Over the past decade, Middle Eastern governments have managed to slash out-of-school rates by over 40 percent. Regional education ministries and international organizations have invested heavily to improve the quality of secondary education — to discourage teenagers from dropping out — and made strides in closing the gender gap.
That progress, however, has markedly slowed in recent years, the report found. Part of the explanation is that certain factors, including poverty and conservative attitudes toward women, are persistent. Girls are still 25 percent more likely to be deprived of schooling than boys, the report found. And fertility rates, while tapering slightly, continue to outpace countries’ abilities to build schools, provide transportation to schools and properly train teachers.
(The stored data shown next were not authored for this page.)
//! Post-commit metadata registration
//!
//! After a transaction commits, the objects it touched are reported to an
//! external metadata service. Registration is fire-and-forget: the commit
//! has already happened, so a slow or failing service only produces a
//! warning.

use afs_common::{Error, Operation, Result, TxnId};
use afs_txn::PostCommitHook;
use serde::Serialize;
use std::collections::BTreeSet;
use std::time::Duration;
use tokio::runtime::Handle;
use tracing::{debug, warn};
use uuid::Uuid;

/// Body posted to the metadata service
#[derive(Debug, Clone, PartialEq, Eq, Serialize)]
pub struct Registration {
    pub instance: Uuid,
    pub txn: u64,
    /// Owners touched by the transaction, sorted
    pub owners: Vec<String>,
    pub changes: Vec<Change>,
}

/// One committed operation as seen by the metadata service
#[derive(Debug, Clone, PartialEq, Eq, Serialize)]
pub struct Change {
    pub kind: &'static str,
    pub objects: Vec<String>,
}

impl Registration {
    /// Summarize a committed transaction; `None` when nothing changed
    pub fn from_commit(instance: Uuid, txn: TxnId, ops: &[Operation]) -> Option<Self> {
        if ops.is_empty() {
            return None;
        }
        let owners: BTreeSet<String> = ops
            .iter()
            .flat_map(Operation::owners)
            .map(|owner| owner.as_str().to_string())
            .collect();
        let changes = ops
            .iter()
            .map(|op| Change {
                kind: op.kind(),
                objects: op.objects().iter().map(ToString::to_string).collect(),
            })
            .collect();
        Some(Self {
            instance,
            txn: txn.as_u64(),
            owners: owners.into_iter().collect(),
            changes,
        })
    }
}

/// Hook posting a [`Registration`] for every commit
pub struct MetadataRegistrar {
    endpoint: String,
    client: reqwest::Client,
    runtime: Handle,
    instance: Uuid,
}

impl MetadataRegistrar {
    /// Create a registrar; must be called from within a tokio runtime
    pub fn new(endpoint: String, timeout: Duration, instance: Uuid) -> Result<Self> {
        let runtime = Handle::try_current().map_err(|_| {
            Error::Configuration("metadata registration needs a tokio runtime".into())
        })?;
        let client = reqwest::Client::builder()
            .timeout(timeout)
            .build()
            .map_err(|e| Error::Configuration(format!("metadata client: {e}")))?;
        Ok(Self {
            endpoint,
            client,
            runtime,
            instance,
        })
    }

    async fn post(client: reqwest::Client, endpoint: String, registration: Registration) {
        let txn = registration.txn;
        match client.post(&endpoint).json(&registration).send().await {
            Ok(response) if response.status().is_success() => {
                debug!("Registered txn-{txn} with metadata service");
            }
            Ok(response) => {
                warn!(
                    "Metadata service rejected txn-{txn}: HTTP {}",
                    response.status()
                );
            }
            Err(e) if e.is_timeout() => {
                warn!("Metadata registration of txn-{txn} timed out");
            }
            Err(e) => {
                warn!("Metadata registration of txn-{txn} failed: {e}");
            }
        }
    }
}

impl PostCommitHook for MetadataRegistrar {
    fn name(&self) -> &str {
        "metadata-registrar"
    }

    fn after_commit(&self, txn: TxnId, ops: &[Operation]) -> Result<()> {
        let Some(registration) = Registration::from_commit(self.instance, txn, ops) else {
            return Ok(());
        };
        self.runtime.spawn(Self::post(
            self.client.clone(),
            self.endpoint.clone(),
            registration,
        ));
        Ok(())
    }
}

#[cfg(test)]
mod tests {
    use super::*;
    use afs_common::{ObjectPath, ObjectRef, OwnerId};
    use tokio::io::{AsyncReadExt, AsyncWriteExt};
    use tokio::net::TcpListener;
    use tokio::sync::oneshot;

    fn obj(owner: &str, path: &str) -> ObjectRef {
        ObjectRef::new(
            OwnerId::new(owner).unwrap(),
            ObjectPath::new(path).unwrap(),
        )
    }

    /// Accept one HTTP request, answer 200 and hand back its body
    async fn serve_once(listener: TcpListener, body_tx: oneshot::Sender<String>) {
        let (mut stream, _) = listener.accept().await.unwrap();
        let mut buf = Vec::new();
        let mut chunk = [0u8; 4096];
        let (header_end, content_length) = loop {
            let n = stream.read(&mut chunk).await.unwrap();
            assert!(n > 0, "connection closed before headers");
            buf.extend_from_slice(&chunk[..n]);
            if let Some(pos) = buf.windows(4).position(|w| w == b"\r\n\r\n") {
                let headers = String::from_utf8_lossy(&buf[..pos]).to_lowercase();
                let length = headers
                    .lines()
                    .find_map(|line| line.strip_prefix("content-length:"))
                    .map_or(0, |v| v.trim().parse::<usize>().unwrap());
                break (pos + 4, length);
            }
        };
        while buf.len() < header_end + content_length {
            let n = stream.read(&mut chunk).await.unwrap();
            assert!(n > 0, "connection closed before body");
            buf.extend_from_slice(&chunk[..n]);
        }
        stream
            .write_all(b"HTTP/1.1 200 OK\r\ncontent-length: 0\r\nconnection: close\r\n\r\n")
            .await
            .unwrap();
        let body = String::from_utf8(buf[header_end..header_end + content_length].to_vec()).unwrap();
        let _ = body_tx.send(body);
    }

    #[test]
    fn test_registration_summary() {
        let instance = Uuid::new_v4();
        let ops = vec![
            Operation::Create {
                object: obj("bob", "a"),
            },
            Operation::Copy {
                source: obj("bob", "a"),
                target: obj("alice", "b"),
            },
        ];

        let reg = Registration::from_commit(instance, TxnId::new(9), &ops).unwrap();
        assert_eq!(reg.txn, 9);
        assert_eq!(reg.owners, vec!["alice".to_string(), "bob".to_string()]);
        assert_eq!(reg.changes.len(), 2);
        assert_eq!(reg.changes[0].kind, Operation::Create { object: obj("bob", "a") }.kind());
        assert_eq!(reg.changes[1].objects, vec!["bob/a".to_string(), "alice/b".to_string()]);

        assert!(Registration::from_commit(instance, TxnId::new(10), &[]).is_none());
    }

    #[tokio::test]
    async fn test_commit_is_posted() {
        let listener = TcpListener::bind("127.0.0.1:0").await.unwrap();
        let addr = listener.local_addr().unwrap();
        let (body_tx, body_rx) = oneshot::channel();
        tokio::spawn(serve_once(listener, body_tx));

        let instance = Uuid::new_v4();
        let registrar = MetadataRegistrar::new(
            format!("http://{addr}/register"),
            Duration::from_secs(5),
            instance,
        )
        .unwrap();
        let ops = vec![Operation::Delete {
            object: obj("carol", "old"),
        }];
        registrar.after_commit(TxnId::new(42), &ops).unwrap();

        let body = tokio::time::timeout(Duration::from_secs(5), body_rx)
            .await
            .unwrap()
            .unwrap();
        let json: serde_json::Value = serde_json::from_str(&body).unwrap();
        assert_eq!(json["txn"], 42);
        assert_eq!(json["instance"], instance.to_string());
        assert_eq!(json["owners"][0], "carol");
        assert_eq!(json["changes"][0]["objects"][0], "carol/old");
    }

    #[test]
    fn test_requires_runtime() {
        let result = MetadataRegistrar::new(
            "http://127.0.0.1:1/".into(),
            Duration::from_secs(1),
            Uuid::nil(),
        );
        assert!(matches!(result, Err(Error::Configuration(_))));
    }
}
But the spate of armed conflicts engulfing Syria, Iraq, Libya and Yemen have severely complicated government efforts. In Syria, which once had one of the highest enrollment rates in the Middle East, nearly half the people have been displaced from their homes. The obstacles facing children in such a chaotic environment are manifold.
“You have child refugees, children displaced within their country and another group who are in their own homes but don’t have access to their school because it’s been bombed or destroyed,” said Juliette Touma, a spokeswoman for UNICEF in Beirut.
Those who have registered with the U.N. as refugees — mostly in Jordan, Lebanon and Turkey — are supposed to receive free schooling. But that isn’t always the reality. Roughly 75 percent of Syrian refugees live outside U.N. camps, where children attend makeshift schools. Unable to work regular jobs under local laws, many Syrian parents send their children into the streets to beg. At the same time, already impoverished host communities have been overwhelmed by the number of refugees, with some residents resenting that their schools and welfare programs have been inundated by refugees who aren’t paying taxes. Increasingly, refugees say, schools have closed their doors to Syrian children.
“So we need to support not only Syrians but also communities in Lebanon, Jordan, Turkey and Egypt that have been strained for over four years,” Touma said.
However, the outlook is not hopeless. The flow of refugees and destruction of schools will not come to a stop until the region’s wars do, but “numerous experiences show that even in very challenging environments, flexible and innovative measures can keep education going,” the U.N. report said.
“Low levels of funding emerge as the most critical bottleneck for reaching conflict-affected children with education,” the report concluded. In 2012, for example, only 1.3 million children targeted by emergency response programs in the Palestinian territories, Sudan, Syria and Yemen received educational support. Funding shortfalls, due in part to unfulfilled promises from donor governments, prevented the U.N. from reaching another 2.2 million.
“Unless we tackle this problem, through prioritizing investment in education, we might come to a point where we have lost a generation not just in Syria and Iraq but all over the region,” Touma said.